→ **Exercise prompt**:
The data below holds the lines to copy: everything from the line containing "let template_id = entities" to the line containing "let mut child_chains: Vec<Vec<LeafChain>>", both ends included, set down exactly.

→ **The data**:
//! Tier planner.
//!
//! Walks the hierarchy from the root and emits, for every group, the full
//! template pipeline over that group's immediate children. Child tiers are
//! planned before their parent so every edge points at a task that already
//! exists. Each recursive call returns the tasks the parent has to wait for
//! and the composed-warp chain of every leaf below it.
//!
//! Graph and manifest catalog live in a single [`PlanBuilder`] owned by the
//! top-level call. Nothing is returned to the caller unless the whole pass
//! succeeds.

use serde::Serialize;
use tracing::{debug, info};

use crate::catalog::ArtifactCatalog;
use crate::config::{NormalizeConfig, PlanSettings};
use crate::entity::{group_by, Entity, EntityTable};
use crate::error::Result;
use crate::graph::{TaskRef, WorkflowGraph};
use crate::naming::{NamingScheme, TierKey, WarpStage};
use crate::stages::{
    compose_full_warp, BuiltStage, SourceEntity, StageBuilder, StageOptions, TierContext,
};
use crate::types::StageKind;

/// Complete output of a planning pass
#[derive(Debug, Clone, Serialize)]
pub struct NormalizationPlan {
    /// Settings the plan was built with
    pub settings: PlanSettings,

    /// Tasks and edges for the execution engine
    pub graph: WorkflowGraph,

    /// Manifest files that must be written before the graph runs
    pub catalog: ArtifactCatalog,
}

impl NormalizationPlan {
    pub fn task_count(&self) -> usize {
        self.graph.len()
    }

    pub fn count(&self, stage: StageKind) -> usize {
        self.graph.count(stage)
    }
}

/// Plan normalization of every entity in `table`.
///
/// Configuration is resolved first, so an unknown species or a malformed
/// hierarchy fails before the table is inspected.
pub fn plan(table: &EntityTable, config: &NormalizeConfig) -> Result<NormalizationPlan> {
    let settings = config.resolve()?;
    plan_with_settings(table, settings)
}

/// Plan with already resolved settings
pub fn plan_with_settings(table: &EntityTable, settings: PlanSettings) -> Result<NormalizationPlan> {
    let entities = table.entities(&settings)?;
    let refs: Vec<&Entity> = entities.iter().collect();

    info!(
        entities = entities.len(),
        hierarchy = %settings.hierarchy.join(" > "),
        fixed = settings.is_fixed(),
        species = %settings.species,
        "Planning normalization"
    );

    let mut builder = PlanBuilder::new(&settings);
    let outcome = builder.plan_tier(&refs, 0)?;

    if settings.hierarchy.len() > 2 {
        builder.emit_full_warps(outcome.chains)?;
    }

    let PlanBuilder { graph, catalog, .. } = builder;
    info!(
        tasks = graph.len(),
        edges = graph.edges().len(),
        manifests = catalog.len(),
        "Normalization plan complete"
    );

    Ok(NormalizationPlan {
        settings,
        graph,
        catalog,
    })
}

/// Composed fields on the path between a leaf entity and the tier currently
/// being returned from, leaf first
#[derive(Debug, Clone)]
struct LeafChain {
    tier: String,
    id: String,
    image: String,
    fields: Vec<String>,
    tasks: Vec<TaskRef>,
}

/// What a tier hands back to its parent
#[derive(Debug, Default)]
struct TierOutcome {
    /// Tasks the parent's ImageDim of this group waits for
    terminal: Vec<TaskRef>,
    chains: Vec<LeafChain>,
}

/// Per-tier results of the registration pipeline
struct TierTasks {
    composes: Vec<TaskRef>,
    terminal: Vec<TaskRef>,
}

/// Accumulates the graph and manifest catalog across the recursion
struct PlanBuilder<'a> {
    settings: &'a PlanSettings,
    naming: NamingScheme,
    options: StageOptions,
    graph: WorkflowGraph,
    catalog: ArtifactCatalog,
}

impl<'a> PlanBuilder<'a> {
    fn new(settings: &'a PlanSettings) -> Self {
        let naming = match &settings.template {
            Some(path) => NamingScheme::fixed(path.clone()),
            None => NamingScheme::bootstrap(),
        };
        PlanBuilder {
            settings,
            naming,
            options: StageOptions::from(settings),
            graph: WorkflowGraph::new(),
            catalog: ArtifactCatalog::new(),
        }
    }

    fn add(&mut self, built: BuiltStage) -> Result<TaskRef> {
        for manifest in built.manifests {
            self.catalog.insert(manifest)?;
        }
        self.graph.add_task(built.task)
    }

    fn add_after(&mut self, built: BuiltStage, parents: &[TaskRef]) -> Result<TaskRef> {
        let task = self.add(built)?;
        self.graph.add_edges(parents, task)?;
        Ok(task)
    }

    // ========================================================================
    // Recursion
    // ========================================================================

    /// Plan the group formed by `entities` at `depth`, children first
    fn plan_tier(&mut self, entities: &[&Entity], depth: usize) -> Result<TierOutcome> {
        let settings = self.settings;
        let hierarchy = &settings.hierarchy;
        let leaf_depth = hierarchy.len() - 1;
        let source_depth = depth + 1;

        let template_tier = hierarchy[depth].clone();
        let source_tier = hierarchy[source_depth].clone();
        let template_id = entities
            .first()
            .map(|e| e.level(depth).to_string())
            .unwrap_or_default();

        debug!(
            tier = %template_tier,
            id = %template_id,
            sources = %source_tier,
            "Descending into tier"
        );

        let mut sources = Vec::new();
        let mut upstream: Vec<Vec<TaskRef>> = Vec::new();
        let mut child_chains: Vec<Vec<LeafChain>> = Vec::new();

        if source_depth == leaf_depth {
            for entity in entities {
                sources.push(SourceEntity {
                    id: entity.leaf_id().to_string(),
                    image: entity.spd.clone(),
                });
            }
        } else {
            for (value, members) in group_by(entities, source_depth) {
                let outcome = self.plan_tier(&members, source_depth)?;
                sources.push(SourceEntity {
                    id: value.to_string(),
                    image: self.naming.template(TierKey::new(&source_tier, value)),
                });
                upstream.push(outcome.terminal);
                child_chains.push(outcome.chains);
            }
        }

        let tier = TierContext {
            depth,
            template_tier,
            template_id,
            source_tier,
            sources,
        };

        let tasks = if self.naming.is_fixed() {
            self.emit_fixed_tier(&tier, &upstream)?
        } else {
            self.emit_bootstrap_tier(&tier, &upstream)?
        };

        let chains = if child_chains.is_empty() {
            tier.sources
                .iter()
                .zip(&tasks.composes)
                .map(|(source, compose)| LeafChain {
                    tier: tier.source_tier.clone(),
                    id: source.id.clone(),
                    image: source.image.clone(),
                    fields: vec![self.composed_field(&tier, source)],
                    tasks: vec![*compose],
                })
                .collect()
        } else {
            let mut chains = Vec::new();
            let below_each = tier.sources.iter().zip(&tasks.composes).zip(child_chains);
            for ((source, compose), below) in below_each {
                let field = self.composed_field(&tier, source);
                for mut chain in below {
                    chain.fields.push(field.clone());
                    chain.tasks.push(*compose);
                    chains.push(chain);
                }
            }
            chains
        };

        Ok(TierOutcome {
            terminal: tasks.terminal,
            chains,
        })
    }

    fn composed_field(&self, tier: &TierContext, source: &SourceEntity) -> String {
        self.naming
            .transform(tier.entity_key(source), WarpStage::Compose)
    }

    /// Dimension probes, each waiting on the child tier that produces its image
    fn emit_image_dims(
        &mut self,
        stages: &StageBuilder<'_>,
        tier: &TierContext,
        upstream: &[Vec<TaskRef>],
    ) -> Result<Vec<TaskRef>> {
        let mut dims = Vec::with_capacity(tier.sources.len());
        for (i, source) in tier.sources.iter().enumerate() {
            let parents = upstream.get(i).map(Vec::as_slice).unwrap_or_default();
            dims.push(self.add_after(stages.image_dim(source), parents)?);
        }
        Ok(dims)
    }

    // ========================================================================
    // Bootstrap tier
    // ========================================================================

    fn emit_bootstrap_tier(
        &mut self,
        tier: &TierContext,
        upstream: &[Vec<TaskRef>],
    ) -> Result<TierTasks> {
        let naming = self.naming.clone();
        let options = self.options.clone();
        let stages = StageBuilder::new(&naming, &options, tier);

        let dims = self.emit_image_dims(&stages, tier, upstream)?;
        let (built, mut target) = stages.create_template();
        let mut target_task = self.add_after(built, &dims)?;

        for i in 1..=options.rigid {
            let mut warps = Vec::with_capacity(tier.sources.len());
            for source in &tier.sources {
                let built = stages.rigid_warp(source, i, &target)?;
                warps.push(self.add_after(built, &[target_task])?);
            }
            let (built, mean) = stages.rigid_mean(i);
            target_task = self.add_after(built, &warps)?;
            target = mean;
        }
        debug!(tier = %tier.group_key(), iterations = options.rigid, "Rigid stage planned");

        for i in 1..=options.affine {
            let mut forwards = Vec::with_capacity(tier.sources.len());
            for source in &tier.sources {
                let built = stages.affine_warp_a(source, i, &target)?;
                forwards.push(self.add_after(built, &[target_task])?);
            }
            let (built, correction) = stages.affine_mean_a(i);
            let correction_task = self.add_after(built, &forwards)?;

            let mut warps = Vec::with_capacity(tier.sources.len());
            for source in &tier.sources {
                let built = stages.affine_warp_b(source, i, &target, Some(&correction))?;
                warps.push(self.add_after(built, &[correction_task])?);
            }
            let (built, mean) = stages.affine_mean_b(i);
            target_task = self.add_after(built, &warps)?;
            target = mean;
        }
        debug!(tier = %tier.group_key(), iterations = options.affine, "Affine stage planned");

        let mut fields = Vec::new();
        for i in 1..=options.diffeomorphic {
            fields.clear();
            for source in &tier.sources {
                let built = stages.diffeomorphic_warp(source, i, &target)?;
                fields.push(self.add_after(built, &[target_task])?);
            }
            let (built, mean) = stages.diffeomorphic_mean(i);
            target_task = self.add_after(built, &fields)?;
            target = mean;
        }
        debug!(
            tier = %tier.group_key(),
            iterations = options.diffeomorphic,
            "Diffeomorphic stage planned"
        );

        let mut composes = Vec::with_capacity(tier.sources.len());
        for (source, field) in tier.sources.iter().zip(&fields) {
            let built = stages.compose_warp(source, &target)?;
            composes.push(self.add_after(built, &[*field, target_task])?);
        }
        let (built, _) = stages.compose_mean();
        let template = self.add_after(built, &composes)?;

        Ok(TierTasks {
            composes,
            terminal: vec![template],
        })
    }

    // ========================================================================
    // Fixed-template tier
    // ========================================================================

    /// Every entity registers straight to the resampled fixed template; no
    /// group mean is computed, so each entity's chain is independent
    fn emit_fixed_tier(&mut self, tier: &TierContext, upstream: &[Vec<TaskRef>]) -> Result<TierTasks> {
        let naming = self.naming.clone();
        let options = self.options.clone();
        let stages = StageBuilder::new(&naming, &options, tier);

        let dims = self.emit_image_dims(&stages, tier, upstream)?;
        let (built, template) = stages.create_template();
        let template_task = self.add_after(built, &dims)?;

        let mut composes = Vec::with_capacity(tier.sources.len());
        for source in &tier.sources {
            let rigid = self.add_after(stages.rigid_warp(source, 1, &template)?, &[template_task])?;
            let forward = self.add_after(stages.affine_warp_a(source, 1, &template)?, &[rigid])?;
            let affine = self.add_after(
                stages.affine_warp_b(source, 1, &template, None)?,
                &[forward],
            )?;
            let field = self.add_after(
                stages.diffeomorphic_warp(source, 1, &template)?,
                &[affine],
            )?;
            composes.push(self.add_after(
                stages.compose_warp(source, &template)?,
                &[field, template_task],
            )?);
        }
        debug!(tier = %tier.group_key(), entities = composes.len(), "Fixed-template tier planned");

        Ok(TierTasks {
            terminal: composes.clone(),
            composes,
        })
    }

    // ========================================================================
    // Cross-tier composition
    // ========================================================================

    /// One end-to-end warp per leaf, composing every tier's field root first
    fn emit_full_warps(&mut self, chains: Vec<LeafChain>) -> Result<()> {
        let naming = self.naming.clone();
        for mut chain in chains {
            chain.fields.reverse();
            chain.tasks.reverse();
            let built = compose_full_warp(
                &naming,
                TierKey::new(&chain.tier, &chain.id),
                &chain.image,
                &chain.fields,
            );
            self.add_after(built, &chain.tasks)?;
        }
        debug!(
            leaves = self.graph.count(StageKind::ComposeFullWarp),
            "Full warps planned"
        );
        Ok(())
    }
}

→ **Response to this exercise**:
        let template_id = entities
            .first()
            .map(|e| e.level(depth).to_string())
            .unwrap_or_default();

        debug!(
            tier = %template_tier,
            id = %template_id,
            sources = %source_tier,
            "Descending into tier"
        );

        let mut sources = Vec::new();
        let mut upstream: Vec<Vec<TaskRef>> = Vec::new();
        let mut child_chains: Vec<Vec<LeafChain>> = Vec::new();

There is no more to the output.